Determine which disk is about to fail in Windows Storage Spaces

I have a server in my office to run several dev virtual machines. It runs Windows Server 2012R2 with Hyper-V and Storage Spaces. There are 5 HDDs combined in one storage pool and virtual disk above that pool

  • Layout = Mirror
  • Physical disc redundancy = 1
    (every chunk is stored on 2 random disks)

Recently my virtual machines become somewhat slow, a clear sign that disk is about to fail, but which one?

Storage Spaces

On a picture below I already retied PhysicalDisk5 but Storage Spaces thinks the disk is perfectly fine.

 

Disk properties indicate no issues.

PowerShell

Get-PhysicalDisk | Select-Object -Property FriendlyName, DeviceID, SerialNumber, Model
Get-PhysicalDisk | Select-Object -Property *
Get-PhysicalDisk | Select-Object -first 1 | Select-Object -Property *

Powershell does not show any useful info too

 

 

Solution

The solution was to use HDSentinel (or probably any other disk tool that can read bad sectors count) There is a portable 30 day trial version of it, so you can solve rare disk problems like that without extra cost: https://www.hdsentinel.com/download.php

 

What to do

If all virtual disks are healthy you are fine.

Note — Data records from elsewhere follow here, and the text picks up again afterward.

//! The bootstrap runner: provision the database, apply migrations, seed
//! default data, then report the resulting state.
//!
//! The whole run is one sequential flow over a single connection; no step
//! starts before the previous one has committed. Concurrent bootstraps
//! against the same uninitialized target are not coordinated here;
//! operators must serialize runs.

use std::fmt;

use configs::AppConfig;
use migration::{Migrator, MigratorTrait};
use sea_orm::DatabaseConnection;
use tracing::{info, warn};

use crate::errors::BootstrapError;
use crate::report::{self, BootstrapReport};
use crate::seed::{self, SeedOutcome};

/// What a completed bootstrap did, for the operator's console.
#[derive(Debug)]
pub struct BootstrapSummary {
    pub database_created: bool,
    pub seeds: Vec<(&'static str, SeedOutcome)>,
    /// Absent when the advisory reporting probe failed.
    pub report: Option<BootstrapReport>,
}

impl fmt::Display for BootstrapSummary {
    fn fmt(&self, f: &mut fmt::Formatter<'_>) -> fmt::Result {
        for (name, outcome) in &self.seeds {
            writeln!(
                f,
                "seed {:<16} inserted {}, already present {}",
                name, outcome.inserted, outcome.skipped
            )?;
        }
        writeln!(f)?;
        match &self.report {
            Some(report) => write!(f, "{report}"),
            None => writeln!(f, "reporting probe failed; see log output above"),
        }
    }
}

/// Run the full bootstrap sequence against the configured target.
///
/// Fails fast on connection, provisioning, or seed errors; a reporting
/// failure is logged and reflected in the summary but does not fail the
/// run. Safe to invoke repeatedly: the second run changes nothing.
pub async fn run(cfg: &AppConfig) -> Result<BootstrapSummary, BootstrapError> {
    info!(host = %cfg.database.host, port = cfg.database.port, "connecting to maintenance database");
    let admin = models::db::connect_maintenance(&cfg.database)
        .await
        .map_err(|e| BootstrapError::Connection(e.to_string()))?;
    let created = crate::provision::ensure_database(&admin, &cfg.database.database).await;
    if let Err(e) = admin.close().await {
        warn!(error = %e, "maintenance connection did not close cleanly");
    }
    let database_created = created?;

    info!(database = %cfg.database.database, "connecting to target database");
    let db = models::db::connect(&cfg.database)
        .await
        .map_err(|e| BootstrapError::Connection(e.to_string()))?;
    let outcome = run_on(&db, cfg, database_created).await;
    match outcome {
        Ok(summary) => {
            if let Err(e) = db.close().await {
                warn!(error = %e, "target connection did not close cleanly");
            }
            Ok(summary)
        }
        // The pool is released on drop; nothing to roll back, failed runs
        // leave already-committed schema and seed state in place.
        Err(e) => Err(e),
    }
}

async fn run_on(
    db: &DatabaseConnection,
    cfg: &AppConfig,
    database_created: bool,
) -> Result<BootstrapSummary, BootstrapError> {
    info!("applying migrations");
    Migrator::up(db, None)
        .await
        .map_err(|e| BootstrapError::from_db("migration", e))?;
    info!("schema ensured");

    let mut seeds = Vec::new();
    for step in seed::default_steps(&cfg.admin) {
        let outcome = step.apply(db).await?;
        info!(
            step = step.name(),
            inserted = outcome.inserted,
            skipped = outcome.skipped,
            "seed step complete"
        );
        seeds.push((step.name(), outcome));
    }

    let report = match report::collect(db).await {
        Ok(report) => Some(report),
        Err(e) => {
            warn!(error = %e, "reporting probe failed; bootstrap outcome unaffected");
            None
        }
    };

    Ok(BootstrapSummary { database_created, seeds, report })
}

  1. get disk model and serial number
    Get-PhysicalDisk | Select-Object -Property FriendlyName, DeviceID, SerialNumber, Model
  2. turn server off and unplug bad disk
  3. put new disk. New disk must have the same or greater capacity.
  4. in storage spaces try to delete "lost communication" disk and choose the new one

 

If your pool is already Degraded you need to be gentle and careful.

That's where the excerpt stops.